|
Post by aquaduct on Mar 4, 2009 13:14:09 GMT -5
"I’m posting my thoughts here to see, very seriously, what the more intelligent folks here think of it." Did any of them show up? Yes. Thank you all.
|
|
|
Post by Supertramp78 on Mar 4, 2009 13:16:21 GMT -5
Interesting post Ann. From what you said the chain of events was as follows: 1. Government deregulates industry 2. Industry takes advantage of lack of regulation to gouge consumers
Not exactly the traditional pitch to sell deregulation but it doesn seem to happen all too frequently.
|
|
|
Post by John B on Mar 4, 2009 13:22:27 GMT -5
In Ann's defense, it was only a partial deregulation. Of course, I forget what the details were, but I remember the discussions back then.
|
|
|
Post by aquaduct on Mar 4, 2009 13:24:41 GMT -5
And I guess I should add that another prominent policy option being considered is to simply cut to the chase and increase the price of energy through carbon or other taxes. That would at least have the advantage of transparency and predictability as well as avoiding shortages.

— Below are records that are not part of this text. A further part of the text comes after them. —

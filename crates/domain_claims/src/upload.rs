//! Uploaded image parts: acceptance rules and object key naming

use bytes::Bytes;

use crate::error::ClaimError;

/// Form keys carrying claim images start with this prefix (`images[0]`, ...)
pub const IMAGE_FIELD_PREFIX: &str = "images";

/// Extensions accepted for claim images, lowercase
pub const ALLOWED_EXTENSIONS: [&str; 3] = ["png", "jpg", "jpeg"];

/// Declared content types accepted for claim images
pub const ALLOWED_CONTENT_TYPES: [&str; 2] = ["image/png", "image/jpeg"];

/// One file part of a multipart submission
#[derive(Debug, Clone, PartialEq, Eq)]
pub struct UploadedFile {
    /// Form key the part was sent under
    pub field: String,
    /// Client-supplied filename, possibly empty
    pub filename: String,
    /// Declared content type, if the client sent one
    pub content_type: Option<String>,
    pub bytes: Bytes,
}

impl UploadedFile {
    pub fn new(
        field: impl Into<String>,
        filename: impl Into<String>,
        content_type: Option<String>,
        bytes: impl Into<Bytes>,
    ) -> Self {
        Self {
            field: field.into(),
            filename: filename.into(),
            content_type,
            bytes: bytes.into(),
        }
    }

    /// Lowercased extension after the last `.` of the object key
    pub fn extension(&self) -> Option<String> {
        self.object_key()
            .rsplit_once('.')
            .map(|(_, ext)| ext.to_ascii_lowercase())
    }

    /// Content type without parameters, lowercased
    pub fn mime_essence(&self) -> Option<String> {
        self.content_type.as_deref().map(|ct| {
            ct.split(';')
                .next()
                .unwrap_or_default()
                .trim()
                .to_ascii_lowercase()
        })
    }

    /// Sanitized filename the object key is built from
    pub fn object_key(&self) -> String {
        sanitize_filename(&self.filename)
    }

    fn is_image_part(&self) -> bool {
        self.field.starts_with(IMAGE_FIELD_PREFIX)
    }
}

/// Returns true when both the extension and the declared type are allowed
pub fn allowed_file(file: &UploadedFile) -> bool {
    let has_allowed_extension = file
        .extension()
        .is_some_and(|ext| ALLOWED_EXTENSIONS.contains(&ext.as_str()));

    let has_allowed_content_type = file
        .mime_essence()
        .is_some_and(|ct| ALLOWED_CONTENT_TYPES.contains(&ct.as_str()));

    has_allowed_extension && has_allowed_content_type
}

/// Picks the image parts out of a submission and checks each one
///
/// Parts under other keys are dropped. The accepted parts keep their
/// submission order.
///
/// # Errors
///
/// * `NoFilePart` - no key starts with `images`
/// * `NoSelectedFile` - an image part has an empty filename
/// * `FileTypeNotAllowed` - wrong extension, wrong content type, or a name
///   with nothing usable left after sanitizing
pub fn validate_files(files: Vec<UploadedFile>) -> Result<Vec<UploadedFile>, ClaimError> {
    let images: Vec<UploadedFile> = files.into_iter().filter(UploadedFile::is_image_part).collect();

    if images.is_empty() {
        return Err(ClaimError::NoFilePart);
    }

    for file in &images {
        if file.filename.is_empty() {
            return Err(ClaimError::NoSelectedFile);
        }
        if !allowed_file(file) || file.object_key().is_empty() {
            return Err(ClaimError::FileTypeNotAllowed);
        }
    }

    Ok(images)
}

/// Turns a client filename into a safe, flat object key
///
/// Path separators become spaces, whitespace runs become `_`, anything
/// outside `[A-Za-z0-9_.-]` is dropped, and leading/trailing `.`/`_` are
/// stripped so the key can never climb out of the bucket prefix.
pub fn sanitize_filename(name: &str) -> String {
    let spaced: String = name
        .chars()
        .map(|c| if c == '/' || c == '\\' { ' ' } else { c })
        .collect();

    let joined = spaced.split_whitespace().collect::<Vec<_>>().join("_");

    joined
        .chars()
        .filter(|c| c.is_ascii_alphanumeric() || matches!(c, '_' | '.' | '-'))
        .collect::<String>()
        .trim_matches(|c| c == '.' || c == '_')
        .to_string()
}

#[cfg(test)]
mod tests {
    use super::*;

    fn part(field: &str, filename: &str, content_type: &str) -> UploadedFile {
        UploadedFile::new(field, filename, Some(content_type.to_string()), &b"data"[..])
    }

    #[test]
    fn test_sanitize_filename() {
        assert_eq!(sanitize_filename("My cool movie.mov"), "My_cool_movie.mov");
        assert_eq!(sanitize_filename("../../../etc/passwd"), "etc_passwd");
        assert_eq!(sanitize_filename("i contain cool \u{fc}ml\u{e4}uts.txt"), "i_contain_cool_mluts.txt");
        assert_eq!(sanitize_filename("..\\evil.png"), "evil.png");
        assert_eq!(sanitize_filename("photo.JPG"), "photo.JPG");
    }

    #[test]
    fn test_allowed_file_is_case_insensitive() {
        assert!(allowed_file(&part("images[0]", "CRASH.JPEG", "image/jpeg")));
        assert!(allowed_file(&part("images[0]", "dent.png", "IMAGE/PNG; charset=binary")));
    }

    #[test]
    fn test_allowed_file_needs_both_checks() {
        assert!(!allowed_file(&part("images[0]", "clip.mp4", "image/jpeg")));
        assert!(!allowed_file(&part("images[0]", "photo.jpg", "video/mp4")));
        assert!(!allowed_file(&part("images[0]", "photo", "image/jpeg")));
        assert!(!allowed_file(&UploadedFile::new("images[0]", "photo.jpg", None, &b""[..])));
    }

    #[test]
    fn test_extension_is_read_from_the_sanitized_name() {
        assert_eq!(part("images[0]", "../.jpg", "image/jpeg").extension(), None);
        assert_eq!(part("images[0]", "dir/shot.PNG", "image/png").extension(), Some("png".to_string()));

        let result = validate_files(vec![part("images[0]", "../.jpg", "image/jpeg")]);
        assert!(matches!(result, Err(ClaimError::FileTypeNotAllowed)));
    }

    #[test]
    fn test_validate_files_keeps_image_parts_in_order() {
        let files = vec![
            part("images[0]", "a.jpg", "image/jpeg"),
            part("attachment", "notes.txt", "text/plain"),
            part("images[1]", "b.png", "image/png"),
        ];

        let accepted = validate_files(files).unwrap();
        let names: Vec<_> = accepted.iter().map(|f| f.filename.as_str()).collect();

        assert_eq!(names, vec!["a.jpg", "b.png"]);
    }
}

The big downside to cap and trade that hasn't seemed to enter the public debate is legislated shortages, which I believe is much scarier than raising costs.
|
|
Deleted
Deleted Member
Posts: 0
|
Post by Deleted on Mar 4, 2009 13:30:33 GMT -5
Any comments on [battery storage]? I'm not too up-to-date of energy production. That's exactly right. Electricity is effectively non-storable at the industrial level. It is produced at the instant it is used. That makes things pretty hard. If we had an efficient storage mechanism, things like wind and solar would instantly become much more attractive. But we don't. And its not for lack of trying. Its been known for 100 years that efficient storage of electricity is a concept worth billions. Come up with that, and your great, great, great grandchildren are set for life. "I do think, however, that eventually getting off a finite resource like fossil fuels will be a big step for progress" Why? Why? Because it is, for all practical purposes, finite, as it gets more difficult (and expensive) to extract enough to meet the growing demand. That alone should be enough reason to look around for alternatives, at least for transportation purposes.
|
|
|
Post by omaha on Mar 4, 2009 13:31:17 GMT -5
Interesting post Ann. From what you said the chain of events was as follows: 1. Government deregulates industry 2. Industry takes advantage of lack of regulation to gouge consumers Not exactly the traditional pitch to sell deregulation but it doesn seem to happen all too frequently. Well, it was never really deregulated in any meaningful sense. But that's not important here. The power industry is a classic natural monopoly. Lots of states and jurisdictions manage to have affordable, reliable power based on a system of private ownership and state economic regulation. Its boring and it works. And even a market-driven conservative like me can support it. I think Ann's instinct is spot on: These new cap and trade systems are of a piece with California's failed experiment. This all falls into the category of "leave well enough alone" in my view. From a societal perspective, delivering affordable, reliable power to consumers is not a particularly hard thing to do. We figured it out 100 years ago. There's nothing exciting or sexy about it, but that's ok. Leave it alone. Let the system work. Misguided attempts to improve it are far riskier than we think.
|
|
|
Post by Doug on Mar 4, 2009 13:47:58 GMT -5
Aqua I like the way you explain it with the guitar thing.
Jeff:
I don't see that as right. I see the grid being a storage mechanism. Now there are for sure ups and downs with time differences they should be handled by the grid. Inefficiency can be handled by spreading the grid to different time zones. While not truly a storage mechanism it acts as one.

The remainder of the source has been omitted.